• _Brief_
The lines below that include "tidalsync" are to be found and copied.

(Saved entries)

*** Begin section ***

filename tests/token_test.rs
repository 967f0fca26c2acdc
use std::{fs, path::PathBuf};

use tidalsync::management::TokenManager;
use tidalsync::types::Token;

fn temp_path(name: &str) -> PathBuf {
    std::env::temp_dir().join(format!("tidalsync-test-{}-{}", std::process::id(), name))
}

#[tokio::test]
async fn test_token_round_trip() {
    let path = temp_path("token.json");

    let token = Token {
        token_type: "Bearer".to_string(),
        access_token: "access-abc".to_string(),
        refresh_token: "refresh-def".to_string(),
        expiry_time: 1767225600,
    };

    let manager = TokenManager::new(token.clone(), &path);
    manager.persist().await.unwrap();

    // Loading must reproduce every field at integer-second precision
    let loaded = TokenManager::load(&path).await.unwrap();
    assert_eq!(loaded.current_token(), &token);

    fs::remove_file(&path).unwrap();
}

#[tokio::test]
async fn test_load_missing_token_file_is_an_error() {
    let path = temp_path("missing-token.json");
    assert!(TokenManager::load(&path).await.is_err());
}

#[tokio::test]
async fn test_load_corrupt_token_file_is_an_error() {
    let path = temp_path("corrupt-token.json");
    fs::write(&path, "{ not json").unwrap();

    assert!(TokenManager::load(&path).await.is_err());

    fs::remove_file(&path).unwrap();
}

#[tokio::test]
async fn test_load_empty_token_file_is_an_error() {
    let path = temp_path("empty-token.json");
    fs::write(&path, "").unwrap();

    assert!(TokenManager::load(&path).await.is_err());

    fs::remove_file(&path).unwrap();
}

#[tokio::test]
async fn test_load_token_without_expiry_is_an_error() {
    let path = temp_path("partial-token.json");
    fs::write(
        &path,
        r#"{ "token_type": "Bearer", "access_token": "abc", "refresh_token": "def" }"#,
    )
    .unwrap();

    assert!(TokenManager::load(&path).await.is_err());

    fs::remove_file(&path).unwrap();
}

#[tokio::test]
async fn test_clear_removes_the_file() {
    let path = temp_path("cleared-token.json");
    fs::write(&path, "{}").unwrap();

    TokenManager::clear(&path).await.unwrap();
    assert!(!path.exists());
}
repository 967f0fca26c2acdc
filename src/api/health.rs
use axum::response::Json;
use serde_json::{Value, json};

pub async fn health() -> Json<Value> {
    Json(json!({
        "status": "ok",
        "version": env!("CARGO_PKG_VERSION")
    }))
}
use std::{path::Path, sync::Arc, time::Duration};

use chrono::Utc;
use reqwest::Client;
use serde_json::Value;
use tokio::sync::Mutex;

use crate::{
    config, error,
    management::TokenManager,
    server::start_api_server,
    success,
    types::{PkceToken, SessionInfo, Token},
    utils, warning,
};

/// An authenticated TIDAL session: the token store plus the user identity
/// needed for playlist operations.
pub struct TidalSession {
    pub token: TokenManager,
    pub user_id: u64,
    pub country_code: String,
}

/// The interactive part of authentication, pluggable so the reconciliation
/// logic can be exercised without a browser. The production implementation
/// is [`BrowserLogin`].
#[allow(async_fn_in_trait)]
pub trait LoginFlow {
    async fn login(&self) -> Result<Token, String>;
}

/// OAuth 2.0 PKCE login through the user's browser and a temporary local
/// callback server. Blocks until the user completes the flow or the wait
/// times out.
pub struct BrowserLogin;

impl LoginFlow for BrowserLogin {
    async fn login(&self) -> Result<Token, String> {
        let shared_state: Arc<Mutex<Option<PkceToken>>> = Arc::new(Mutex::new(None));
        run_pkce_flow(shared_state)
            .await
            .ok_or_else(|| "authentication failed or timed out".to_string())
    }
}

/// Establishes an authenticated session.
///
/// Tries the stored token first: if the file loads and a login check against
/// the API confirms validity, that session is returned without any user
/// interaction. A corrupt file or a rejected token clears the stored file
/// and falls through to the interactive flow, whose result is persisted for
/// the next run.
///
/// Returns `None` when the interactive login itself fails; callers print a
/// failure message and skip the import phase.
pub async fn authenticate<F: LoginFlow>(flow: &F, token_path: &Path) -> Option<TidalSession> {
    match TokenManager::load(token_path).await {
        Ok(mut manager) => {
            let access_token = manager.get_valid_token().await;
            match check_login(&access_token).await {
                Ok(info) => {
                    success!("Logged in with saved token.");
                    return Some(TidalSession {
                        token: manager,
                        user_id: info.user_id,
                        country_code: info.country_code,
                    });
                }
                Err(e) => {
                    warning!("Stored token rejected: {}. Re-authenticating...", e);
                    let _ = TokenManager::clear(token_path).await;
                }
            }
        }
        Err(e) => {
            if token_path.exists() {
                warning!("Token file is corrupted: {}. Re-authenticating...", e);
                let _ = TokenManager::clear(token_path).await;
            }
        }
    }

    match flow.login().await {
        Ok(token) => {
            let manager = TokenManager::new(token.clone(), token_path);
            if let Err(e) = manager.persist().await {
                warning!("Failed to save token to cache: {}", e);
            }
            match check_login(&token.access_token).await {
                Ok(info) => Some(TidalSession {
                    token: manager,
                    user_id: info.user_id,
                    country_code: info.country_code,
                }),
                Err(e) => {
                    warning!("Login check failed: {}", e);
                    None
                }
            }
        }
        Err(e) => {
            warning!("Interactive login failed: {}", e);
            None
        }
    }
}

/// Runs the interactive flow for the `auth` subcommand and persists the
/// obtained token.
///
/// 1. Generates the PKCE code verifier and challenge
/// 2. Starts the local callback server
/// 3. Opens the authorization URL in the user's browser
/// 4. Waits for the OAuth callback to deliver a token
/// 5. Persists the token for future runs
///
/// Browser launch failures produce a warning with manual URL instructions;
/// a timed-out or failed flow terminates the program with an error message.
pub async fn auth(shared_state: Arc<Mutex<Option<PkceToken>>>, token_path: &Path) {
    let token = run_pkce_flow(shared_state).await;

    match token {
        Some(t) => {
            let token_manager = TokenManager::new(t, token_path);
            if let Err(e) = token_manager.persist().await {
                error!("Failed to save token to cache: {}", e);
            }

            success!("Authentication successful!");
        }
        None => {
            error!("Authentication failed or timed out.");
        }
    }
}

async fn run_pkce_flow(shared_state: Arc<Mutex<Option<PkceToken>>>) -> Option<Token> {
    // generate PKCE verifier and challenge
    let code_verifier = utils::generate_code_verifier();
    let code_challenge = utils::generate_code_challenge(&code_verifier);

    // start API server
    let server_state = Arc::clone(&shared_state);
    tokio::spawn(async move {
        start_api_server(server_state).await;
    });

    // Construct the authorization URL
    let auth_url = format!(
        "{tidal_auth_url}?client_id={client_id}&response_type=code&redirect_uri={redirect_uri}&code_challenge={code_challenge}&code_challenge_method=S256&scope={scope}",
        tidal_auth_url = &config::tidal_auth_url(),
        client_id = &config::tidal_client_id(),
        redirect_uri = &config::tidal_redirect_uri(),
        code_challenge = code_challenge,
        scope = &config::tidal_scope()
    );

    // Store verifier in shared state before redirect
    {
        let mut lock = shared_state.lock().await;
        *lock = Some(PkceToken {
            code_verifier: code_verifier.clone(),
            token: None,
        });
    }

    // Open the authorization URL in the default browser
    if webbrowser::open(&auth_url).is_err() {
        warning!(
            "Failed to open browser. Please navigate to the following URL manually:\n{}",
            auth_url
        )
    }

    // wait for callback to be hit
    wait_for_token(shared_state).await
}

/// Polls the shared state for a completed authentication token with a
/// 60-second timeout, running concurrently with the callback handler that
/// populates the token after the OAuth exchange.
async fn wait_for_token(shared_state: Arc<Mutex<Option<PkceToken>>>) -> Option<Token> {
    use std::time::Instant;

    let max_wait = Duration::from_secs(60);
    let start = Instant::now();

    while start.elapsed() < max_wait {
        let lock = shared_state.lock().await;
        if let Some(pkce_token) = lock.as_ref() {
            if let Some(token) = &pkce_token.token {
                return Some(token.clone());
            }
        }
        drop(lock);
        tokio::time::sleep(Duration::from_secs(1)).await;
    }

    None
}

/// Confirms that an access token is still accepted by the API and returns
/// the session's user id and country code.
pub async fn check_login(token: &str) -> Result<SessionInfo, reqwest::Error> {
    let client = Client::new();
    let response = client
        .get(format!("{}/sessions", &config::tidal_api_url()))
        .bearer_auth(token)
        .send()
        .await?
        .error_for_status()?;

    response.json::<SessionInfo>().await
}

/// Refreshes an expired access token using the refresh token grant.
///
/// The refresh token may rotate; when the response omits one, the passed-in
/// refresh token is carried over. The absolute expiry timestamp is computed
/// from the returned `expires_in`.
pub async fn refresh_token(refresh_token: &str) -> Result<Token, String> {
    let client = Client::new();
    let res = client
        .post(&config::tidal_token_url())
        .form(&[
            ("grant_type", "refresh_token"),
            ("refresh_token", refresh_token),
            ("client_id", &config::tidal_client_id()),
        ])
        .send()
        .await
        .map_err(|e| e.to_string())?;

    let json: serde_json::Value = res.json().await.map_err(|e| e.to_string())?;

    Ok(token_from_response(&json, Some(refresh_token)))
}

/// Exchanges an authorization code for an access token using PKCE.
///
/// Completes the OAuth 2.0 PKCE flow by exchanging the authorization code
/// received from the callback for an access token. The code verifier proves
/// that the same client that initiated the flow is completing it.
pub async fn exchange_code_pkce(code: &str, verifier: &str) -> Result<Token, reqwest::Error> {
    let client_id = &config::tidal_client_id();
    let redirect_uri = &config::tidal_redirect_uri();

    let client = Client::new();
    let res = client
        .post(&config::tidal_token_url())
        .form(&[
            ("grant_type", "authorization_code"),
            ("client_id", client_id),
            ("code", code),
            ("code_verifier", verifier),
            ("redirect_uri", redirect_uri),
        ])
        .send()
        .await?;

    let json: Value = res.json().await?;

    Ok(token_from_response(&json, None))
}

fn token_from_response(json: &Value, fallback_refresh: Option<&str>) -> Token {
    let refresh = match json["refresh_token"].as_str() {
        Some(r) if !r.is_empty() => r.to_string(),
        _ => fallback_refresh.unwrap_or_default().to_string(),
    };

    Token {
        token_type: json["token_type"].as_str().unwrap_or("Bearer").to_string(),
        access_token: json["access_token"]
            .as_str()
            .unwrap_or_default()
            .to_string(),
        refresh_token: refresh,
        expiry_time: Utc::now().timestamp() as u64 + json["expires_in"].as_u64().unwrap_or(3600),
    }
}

*** End section ***

• _Result_
use tidalsync::management::TokenManager;
use tidalsync::types::Token;
    std::env::temp_dir().join(format!("tidalsync-test-{}-{}", std::process::id(), name))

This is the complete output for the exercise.